• **Task**
Give the number of lines in the data below containing the word "SaveHeadersFn", with no other text.

• **Available records**
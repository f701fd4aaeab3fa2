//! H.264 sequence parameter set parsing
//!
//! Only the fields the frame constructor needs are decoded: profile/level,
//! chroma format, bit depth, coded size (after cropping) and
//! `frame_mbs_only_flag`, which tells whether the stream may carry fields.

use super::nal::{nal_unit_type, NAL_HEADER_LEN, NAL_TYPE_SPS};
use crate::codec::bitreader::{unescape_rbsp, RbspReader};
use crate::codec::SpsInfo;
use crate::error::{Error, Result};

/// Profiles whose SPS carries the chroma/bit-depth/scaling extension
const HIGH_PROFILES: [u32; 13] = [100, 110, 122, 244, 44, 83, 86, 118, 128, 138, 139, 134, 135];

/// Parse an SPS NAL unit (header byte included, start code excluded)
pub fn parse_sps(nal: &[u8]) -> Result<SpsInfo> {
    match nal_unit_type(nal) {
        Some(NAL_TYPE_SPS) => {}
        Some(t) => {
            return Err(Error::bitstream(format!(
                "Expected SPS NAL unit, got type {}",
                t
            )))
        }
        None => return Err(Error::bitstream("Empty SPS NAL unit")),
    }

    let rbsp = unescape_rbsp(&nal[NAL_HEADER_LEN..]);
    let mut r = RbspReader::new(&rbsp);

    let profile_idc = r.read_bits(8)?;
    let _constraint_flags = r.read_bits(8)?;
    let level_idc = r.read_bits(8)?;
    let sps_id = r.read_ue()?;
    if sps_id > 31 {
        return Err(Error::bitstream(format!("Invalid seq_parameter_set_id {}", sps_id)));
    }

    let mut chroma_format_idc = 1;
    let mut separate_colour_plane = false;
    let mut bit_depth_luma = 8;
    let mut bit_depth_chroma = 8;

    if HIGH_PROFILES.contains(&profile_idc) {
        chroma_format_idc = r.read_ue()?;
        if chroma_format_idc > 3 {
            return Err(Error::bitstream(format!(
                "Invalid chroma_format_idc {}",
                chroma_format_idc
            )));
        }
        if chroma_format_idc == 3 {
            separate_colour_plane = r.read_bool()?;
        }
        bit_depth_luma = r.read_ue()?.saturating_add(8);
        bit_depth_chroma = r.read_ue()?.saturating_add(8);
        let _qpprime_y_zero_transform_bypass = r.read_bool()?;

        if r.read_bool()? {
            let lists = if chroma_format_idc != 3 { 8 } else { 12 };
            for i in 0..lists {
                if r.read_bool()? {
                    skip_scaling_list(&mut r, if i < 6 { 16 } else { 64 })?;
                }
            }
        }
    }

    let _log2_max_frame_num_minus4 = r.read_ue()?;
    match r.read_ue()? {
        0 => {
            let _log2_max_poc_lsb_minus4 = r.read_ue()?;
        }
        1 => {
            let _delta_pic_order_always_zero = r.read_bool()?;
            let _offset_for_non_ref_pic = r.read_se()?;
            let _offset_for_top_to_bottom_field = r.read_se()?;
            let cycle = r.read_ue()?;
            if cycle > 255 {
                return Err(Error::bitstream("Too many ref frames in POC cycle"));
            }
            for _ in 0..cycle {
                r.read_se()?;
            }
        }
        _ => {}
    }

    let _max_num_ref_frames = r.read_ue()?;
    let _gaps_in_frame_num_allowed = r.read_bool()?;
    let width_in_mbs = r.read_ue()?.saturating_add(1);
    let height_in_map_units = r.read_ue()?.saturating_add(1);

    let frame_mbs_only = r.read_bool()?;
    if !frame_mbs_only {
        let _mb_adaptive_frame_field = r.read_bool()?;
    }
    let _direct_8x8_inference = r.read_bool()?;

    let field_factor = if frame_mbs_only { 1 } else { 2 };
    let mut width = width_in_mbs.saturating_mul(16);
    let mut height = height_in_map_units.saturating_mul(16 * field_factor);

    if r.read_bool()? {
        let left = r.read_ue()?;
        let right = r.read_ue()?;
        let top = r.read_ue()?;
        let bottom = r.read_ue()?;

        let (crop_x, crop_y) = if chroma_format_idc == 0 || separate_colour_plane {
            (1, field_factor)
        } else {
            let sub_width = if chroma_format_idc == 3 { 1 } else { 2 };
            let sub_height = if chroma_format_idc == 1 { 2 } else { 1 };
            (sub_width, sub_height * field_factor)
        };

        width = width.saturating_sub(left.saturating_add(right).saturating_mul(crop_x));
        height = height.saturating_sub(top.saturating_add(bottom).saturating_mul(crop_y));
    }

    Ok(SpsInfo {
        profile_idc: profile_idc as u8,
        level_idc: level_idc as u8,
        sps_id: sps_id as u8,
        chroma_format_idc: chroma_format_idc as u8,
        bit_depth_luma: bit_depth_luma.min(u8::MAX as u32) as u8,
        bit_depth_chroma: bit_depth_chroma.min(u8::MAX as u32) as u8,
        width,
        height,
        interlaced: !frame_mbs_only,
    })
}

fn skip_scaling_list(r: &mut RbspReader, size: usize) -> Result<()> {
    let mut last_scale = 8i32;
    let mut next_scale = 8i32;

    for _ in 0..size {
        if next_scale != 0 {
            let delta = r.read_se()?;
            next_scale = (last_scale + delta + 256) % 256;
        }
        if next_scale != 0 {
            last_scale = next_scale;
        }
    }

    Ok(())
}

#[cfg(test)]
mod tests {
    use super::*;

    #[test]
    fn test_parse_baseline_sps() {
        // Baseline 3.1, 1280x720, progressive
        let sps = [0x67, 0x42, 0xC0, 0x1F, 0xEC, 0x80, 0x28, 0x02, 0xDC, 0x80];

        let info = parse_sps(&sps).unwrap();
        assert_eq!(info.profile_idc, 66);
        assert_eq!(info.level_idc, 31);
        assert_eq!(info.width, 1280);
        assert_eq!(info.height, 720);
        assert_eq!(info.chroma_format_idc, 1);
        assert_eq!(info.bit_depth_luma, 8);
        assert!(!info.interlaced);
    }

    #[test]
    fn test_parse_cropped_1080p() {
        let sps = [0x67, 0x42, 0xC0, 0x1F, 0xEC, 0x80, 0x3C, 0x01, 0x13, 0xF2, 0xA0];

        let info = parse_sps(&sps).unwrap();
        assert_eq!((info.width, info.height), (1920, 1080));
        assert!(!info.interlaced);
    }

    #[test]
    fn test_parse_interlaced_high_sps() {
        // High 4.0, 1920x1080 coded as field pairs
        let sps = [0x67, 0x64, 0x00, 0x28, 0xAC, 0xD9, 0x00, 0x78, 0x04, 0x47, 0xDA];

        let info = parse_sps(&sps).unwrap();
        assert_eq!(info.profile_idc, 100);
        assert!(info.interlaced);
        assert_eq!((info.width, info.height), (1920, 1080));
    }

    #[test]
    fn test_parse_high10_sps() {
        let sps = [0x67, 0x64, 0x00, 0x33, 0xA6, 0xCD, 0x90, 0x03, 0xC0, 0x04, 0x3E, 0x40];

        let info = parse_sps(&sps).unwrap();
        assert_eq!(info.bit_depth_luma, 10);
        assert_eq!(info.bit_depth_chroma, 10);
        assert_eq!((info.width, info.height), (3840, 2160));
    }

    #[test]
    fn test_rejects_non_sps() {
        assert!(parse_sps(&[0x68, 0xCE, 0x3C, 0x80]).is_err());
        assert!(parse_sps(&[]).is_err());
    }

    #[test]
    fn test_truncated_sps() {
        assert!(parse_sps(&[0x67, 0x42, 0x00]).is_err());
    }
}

* * *

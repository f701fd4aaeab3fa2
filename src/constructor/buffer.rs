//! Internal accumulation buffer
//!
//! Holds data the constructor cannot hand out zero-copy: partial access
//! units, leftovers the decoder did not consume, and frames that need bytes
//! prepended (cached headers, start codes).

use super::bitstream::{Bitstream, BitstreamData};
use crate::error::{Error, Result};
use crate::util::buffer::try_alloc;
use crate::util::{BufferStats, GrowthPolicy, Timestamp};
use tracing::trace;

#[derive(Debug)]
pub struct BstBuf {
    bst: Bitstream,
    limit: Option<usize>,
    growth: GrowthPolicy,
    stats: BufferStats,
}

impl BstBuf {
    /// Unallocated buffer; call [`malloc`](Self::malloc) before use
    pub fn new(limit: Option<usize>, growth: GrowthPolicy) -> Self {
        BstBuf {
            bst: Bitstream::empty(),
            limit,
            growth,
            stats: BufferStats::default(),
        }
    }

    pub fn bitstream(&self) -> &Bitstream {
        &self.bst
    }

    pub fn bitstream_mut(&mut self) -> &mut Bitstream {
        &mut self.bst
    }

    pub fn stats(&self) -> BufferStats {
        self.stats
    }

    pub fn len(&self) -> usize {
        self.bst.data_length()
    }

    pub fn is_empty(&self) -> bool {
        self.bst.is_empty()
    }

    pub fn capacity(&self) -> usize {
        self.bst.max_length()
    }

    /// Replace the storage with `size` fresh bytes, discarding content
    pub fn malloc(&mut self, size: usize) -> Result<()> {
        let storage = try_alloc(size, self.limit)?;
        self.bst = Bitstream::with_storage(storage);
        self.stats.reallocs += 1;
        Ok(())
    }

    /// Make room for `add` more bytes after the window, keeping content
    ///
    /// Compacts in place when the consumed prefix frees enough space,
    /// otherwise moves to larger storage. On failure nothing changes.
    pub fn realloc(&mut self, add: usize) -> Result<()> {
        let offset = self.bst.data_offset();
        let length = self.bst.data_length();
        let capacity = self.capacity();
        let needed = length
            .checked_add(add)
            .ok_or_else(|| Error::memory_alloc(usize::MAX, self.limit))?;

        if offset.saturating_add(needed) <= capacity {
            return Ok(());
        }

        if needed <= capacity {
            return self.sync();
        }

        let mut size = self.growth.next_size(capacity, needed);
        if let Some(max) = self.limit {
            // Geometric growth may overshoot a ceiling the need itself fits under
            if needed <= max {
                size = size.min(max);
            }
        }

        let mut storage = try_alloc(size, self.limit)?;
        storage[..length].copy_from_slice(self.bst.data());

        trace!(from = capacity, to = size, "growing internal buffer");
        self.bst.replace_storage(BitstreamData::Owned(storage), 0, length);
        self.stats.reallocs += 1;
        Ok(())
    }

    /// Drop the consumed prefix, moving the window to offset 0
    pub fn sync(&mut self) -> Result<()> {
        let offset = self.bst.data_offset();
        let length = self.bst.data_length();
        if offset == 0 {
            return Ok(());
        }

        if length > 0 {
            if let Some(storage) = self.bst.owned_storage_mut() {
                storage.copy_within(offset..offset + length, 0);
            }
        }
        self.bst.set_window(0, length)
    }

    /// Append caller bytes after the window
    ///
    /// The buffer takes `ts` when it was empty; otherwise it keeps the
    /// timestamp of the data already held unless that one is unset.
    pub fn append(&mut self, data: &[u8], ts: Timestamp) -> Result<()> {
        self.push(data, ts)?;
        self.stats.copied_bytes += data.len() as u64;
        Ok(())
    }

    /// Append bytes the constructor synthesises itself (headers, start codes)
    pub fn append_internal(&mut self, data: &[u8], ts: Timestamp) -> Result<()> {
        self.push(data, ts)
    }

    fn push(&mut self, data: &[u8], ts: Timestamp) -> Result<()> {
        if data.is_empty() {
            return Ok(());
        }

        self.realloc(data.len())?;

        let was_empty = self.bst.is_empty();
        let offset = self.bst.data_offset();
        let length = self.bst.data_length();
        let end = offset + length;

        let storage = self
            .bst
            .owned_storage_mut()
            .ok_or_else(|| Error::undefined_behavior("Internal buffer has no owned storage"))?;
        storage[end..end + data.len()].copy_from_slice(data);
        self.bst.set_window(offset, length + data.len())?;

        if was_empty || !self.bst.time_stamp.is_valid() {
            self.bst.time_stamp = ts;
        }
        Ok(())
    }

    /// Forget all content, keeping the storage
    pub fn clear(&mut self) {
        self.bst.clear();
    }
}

...

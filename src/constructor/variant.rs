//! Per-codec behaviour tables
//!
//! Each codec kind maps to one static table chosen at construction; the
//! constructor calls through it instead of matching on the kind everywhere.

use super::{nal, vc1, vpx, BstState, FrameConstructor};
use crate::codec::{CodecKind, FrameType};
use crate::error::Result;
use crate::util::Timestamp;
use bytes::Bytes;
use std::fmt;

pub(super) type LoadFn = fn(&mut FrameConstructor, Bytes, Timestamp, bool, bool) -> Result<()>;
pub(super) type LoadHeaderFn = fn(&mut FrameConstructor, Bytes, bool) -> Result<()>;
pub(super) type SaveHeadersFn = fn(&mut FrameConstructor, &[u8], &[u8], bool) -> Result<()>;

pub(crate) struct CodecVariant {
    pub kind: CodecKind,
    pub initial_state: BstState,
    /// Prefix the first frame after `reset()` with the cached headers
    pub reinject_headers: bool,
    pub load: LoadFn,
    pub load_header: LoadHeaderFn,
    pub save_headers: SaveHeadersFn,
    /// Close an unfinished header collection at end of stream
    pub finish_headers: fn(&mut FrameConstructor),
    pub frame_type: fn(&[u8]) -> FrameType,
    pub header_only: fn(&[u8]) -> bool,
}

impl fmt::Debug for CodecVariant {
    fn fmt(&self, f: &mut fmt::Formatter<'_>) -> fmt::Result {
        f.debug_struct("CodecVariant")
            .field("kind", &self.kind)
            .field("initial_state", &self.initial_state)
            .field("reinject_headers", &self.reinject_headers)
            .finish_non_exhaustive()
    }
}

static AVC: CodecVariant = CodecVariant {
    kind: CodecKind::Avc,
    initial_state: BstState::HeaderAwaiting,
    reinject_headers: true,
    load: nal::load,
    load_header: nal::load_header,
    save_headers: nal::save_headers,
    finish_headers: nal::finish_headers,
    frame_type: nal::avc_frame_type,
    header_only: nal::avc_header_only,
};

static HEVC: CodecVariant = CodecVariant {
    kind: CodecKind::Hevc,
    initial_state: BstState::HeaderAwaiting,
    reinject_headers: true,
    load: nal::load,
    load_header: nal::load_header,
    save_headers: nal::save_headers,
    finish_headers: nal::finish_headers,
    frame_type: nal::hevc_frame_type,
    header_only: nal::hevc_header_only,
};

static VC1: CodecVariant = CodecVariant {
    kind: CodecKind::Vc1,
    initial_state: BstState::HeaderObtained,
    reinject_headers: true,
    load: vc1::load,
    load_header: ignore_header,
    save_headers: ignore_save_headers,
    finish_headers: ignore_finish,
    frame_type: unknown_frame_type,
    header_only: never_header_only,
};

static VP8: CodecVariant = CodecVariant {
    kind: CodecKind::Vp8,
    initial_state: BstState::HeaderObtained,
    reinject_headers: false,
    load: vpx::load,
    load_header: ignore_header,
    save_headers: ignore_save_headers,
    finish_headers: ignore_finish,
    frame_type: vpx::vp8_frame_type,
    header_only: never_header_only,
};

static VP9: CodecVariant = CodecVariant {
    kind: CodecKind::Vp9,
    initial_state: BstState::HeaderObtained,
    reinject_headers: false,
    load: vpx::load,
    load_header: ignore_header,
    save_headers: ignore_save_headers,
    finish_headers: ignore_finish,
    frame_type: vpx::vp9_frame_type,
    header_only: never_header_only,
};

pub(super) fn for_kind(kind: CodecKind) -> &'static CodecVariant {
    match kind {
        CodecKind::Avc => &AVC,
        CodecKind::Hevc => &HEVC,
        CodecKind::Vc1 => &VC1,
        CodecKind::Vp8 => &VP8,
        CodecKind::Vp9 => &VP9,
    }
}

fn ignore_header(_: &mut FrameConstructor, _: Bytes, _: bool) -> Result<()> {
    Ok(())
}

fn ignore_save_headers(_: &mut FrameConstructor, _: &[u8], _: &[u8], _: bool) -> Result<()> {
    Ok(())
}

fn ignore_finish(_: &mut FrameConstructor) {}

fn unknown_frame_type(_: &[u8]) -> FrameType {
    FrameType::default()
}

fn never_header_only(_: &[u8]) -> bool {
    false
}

• **Response box**
2